▶ _Problem requirements_:
Take the line that has "date.and_hms_opt(0, 0, 0))" in it and every line after it to the end of the entries, and reproduce them exactly.

╭─ Records for this exercise

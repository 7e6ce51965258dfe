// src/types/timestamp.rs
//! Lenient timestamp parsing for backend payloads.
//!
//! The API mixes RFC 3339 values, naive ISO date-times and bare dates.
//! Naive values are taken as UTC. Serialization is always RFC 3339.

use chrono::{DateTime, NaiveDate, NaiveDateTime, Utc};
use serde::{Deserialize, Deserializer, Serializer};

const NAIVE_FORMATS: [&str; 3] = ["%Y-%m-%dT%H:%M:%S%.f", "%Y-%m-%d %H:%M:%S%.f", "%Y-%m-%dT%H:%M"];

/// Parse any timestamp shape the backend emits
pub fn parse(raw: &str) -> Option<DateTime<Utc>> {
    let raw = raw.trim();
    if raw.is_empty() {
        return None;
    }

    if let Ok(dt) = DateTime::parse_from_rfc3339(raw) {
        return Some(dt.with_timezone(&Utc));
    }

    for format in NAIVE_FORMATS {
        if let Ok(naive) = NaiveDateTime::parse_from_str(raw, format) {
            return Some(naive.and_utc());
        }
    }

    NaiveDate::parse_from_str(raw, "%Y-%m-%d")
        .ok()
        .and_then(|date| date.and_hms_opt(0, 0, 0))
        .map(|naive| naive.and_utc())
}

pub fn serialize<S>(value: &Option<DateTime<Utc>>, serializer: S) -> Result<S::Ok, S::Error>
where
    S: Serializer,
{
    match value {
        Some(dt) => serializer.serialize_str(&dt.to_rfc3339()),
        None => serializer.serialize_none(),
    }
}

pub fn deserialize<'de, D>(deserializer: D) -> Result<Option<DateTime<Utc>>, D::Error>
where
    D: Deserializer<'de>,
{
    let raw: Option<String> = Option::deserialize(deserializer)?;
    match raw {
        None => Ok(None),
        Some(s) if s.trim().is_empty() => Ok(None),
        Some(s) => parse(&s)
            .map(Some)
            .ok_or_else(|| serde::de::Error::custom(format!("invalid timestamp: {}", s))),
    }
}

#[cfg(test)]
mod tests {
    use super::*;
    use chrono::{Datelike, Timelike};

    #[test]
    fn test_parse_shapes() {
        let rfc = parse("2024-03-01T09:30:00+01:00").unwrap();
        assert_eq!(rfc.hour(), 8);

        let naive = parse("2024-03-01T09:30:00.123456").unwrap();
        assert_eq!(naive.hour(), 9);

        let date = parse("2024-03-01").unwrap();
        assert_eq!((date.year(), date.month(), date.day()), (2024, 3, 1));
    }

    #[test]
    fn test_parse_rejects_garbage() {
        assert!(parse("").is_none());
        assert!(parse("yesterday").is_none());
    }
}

╰─

▶ _Answer to this task_:
        .and_then(|date| date.and_hms_opt(0, 0, 0))
        .map(|naive| naive.and_utc())
}

pub fn serialize<S>(value: &Option<DateTime<Utc>>, serializer: S) -> Result<S::Ok, S::Error>
where
    S: Serializer,
{
    match value {
        Some(dt) => serializer.serialize_str(&dt.to_rfc3339()),
        None => serializer.serialize_none(),
    }
}

pub fn deserialize<'de, D>(deserializer: D) -> Result<Option<DateTime<Utc>>, D::Error>
where
    D: Deserializer<'de>,
{
    let raw: Option<String> = Option::deserialize(deserializer)?;
    match raw {
        None => Ok(None),
        Some(s) if s.trim().is_empty() => Ok(None),
        Some(s) => parse(&s)
            .map(Some)
            .ok_or_else(|| serde::de::Error::custom(format!("invalid timestamp: {}", s))),
    }
}

#[cfg(test)]
mod tests {
    use super::*;
    use chrono::{Datelike, Timelike};

    #[test]
    fn test_parse_shapes() {
        let rfc = parse("2024-03-01T09:30:00+01:00").unwrap();
        assert_eq!(rfc.hour(), 8);

        let naive = parse("2024-03-01T09:30:00.123456").unwrap();
        assert_eq!(naive.hour(), 9);

        let date = parse("2024-03-01").unwrap();
        assert_eq!((date.year(), date.month(), date.day()), (2024, 3, 1));
    }

    #[test]
    fn test_parse_rejects_garbage() {
        assert!(parse("").is_none());
        assert!(parse("yesterday").is_none());
    }
}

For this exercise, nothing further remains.